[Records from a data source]

=== Section Start ===

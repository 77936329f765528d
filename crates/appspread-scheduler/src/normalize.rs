use crate::types::{ScoreResult, MAX_NODE_SCORE};
use crate::{Result, SchedulerError};
use std::collections::HashSet;
use tracing::debug;

/// Min-max normalize raw scores in place into `[0, MAX_NODE_SCORE]`.
///
/// The lowest raw score maps to 0 and the highest to `MAX_NODE_SCORE`, using
/// truncating integer division. When every score is equal (including a single
/// node) the lower bound is shifted down by one, so every node gets
/// `MAX_NODE_SCORE`. Node names and their order are left untouched.
pub fn normalize_scores(scores: &mut [ScoreResult]) -> Result<()> {
    let mut seen = HashSet::with_capacity(scores.len());
    for entry in scores.iter() {
        if !seen.insert(entry.node_name.as_str()) {
            return Err(SchedulerError::duplicate_node_score(&entry.node_name));
        }
    }

    let (mut lowest, highest) = scores
        .iter()
        .fold(None, |bounds: Option<(i64, i64)>, entry| match bounds {
            None => Some((entry.score, entry.score)),
            Some((lo, hi)) => Some((lo.min(entry.score), hi.max(entry.score))),
        })
        .ok_or(SchedulerError::EmptyScoreList)?;

    if highest == lowest {
        lowest -= 1;
    }

    let range = i128::from(highest) - i128::from(lowest);
    for entry in scores.iter_mut() {
        let normalized =
            (i128::from(entry.score) - i128::from(lowest)) * i128::from(MAX_NODE_SCORE) / range;
        debug!(
            "Normalized score for node {}: {} -> {}",
            entry.node_name, entry.score, normalized
        );
        entry.score = normalized as i64;
    }

    Ok(())
}
//! Appspread Scheduler - application-spreading placement policy
//!
//! This crate provides:
//! - Plugin interfaces for filtering and scoring nodes
//! - The `AppSpread` plugin (CPU admission, application co-location exclusion)
//! - Scoring functions (random, least allocated)
//! - Min-max score normalization
//! - A per-attempt scheduler that fans out per-node calls with cancellation

pub mod error;
pub mod filter;
pub mod normalize;
pub mod plugin;
pub mod scheduler;
pub mod score;
pub mod types;

// Re-export commonly used types
pub use error::{Result, SchedulerError};
pub use filter::NodeAccounting;
pub use plugin::{AppSpread, AppSpreadConfig, FilterPlugin, Plugin, ScoreExtensions, ScorePlugin};
pub use scheduler::{ScheduleResult, Scheduler, SchedulerConfig};
pub use types::{FilterResult, NodeScoreList, SchedulingContext, ScoreResult, MAX_NODE_SCORE};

=== Section End ===

Action item: Only certain lines are wanted. Please return exactly those from the top of the data through the line with "use tracing::debug;".

Answer below:
repository 77936329f765528d
filename crates/appspread-scheduler/src/normalize.rs
use crate::types::{ScoreResult, MAX_NODE_SCORE};
use crate::{Result, SchedulerError};
use std::collections::HashSet;
use tracing::debug;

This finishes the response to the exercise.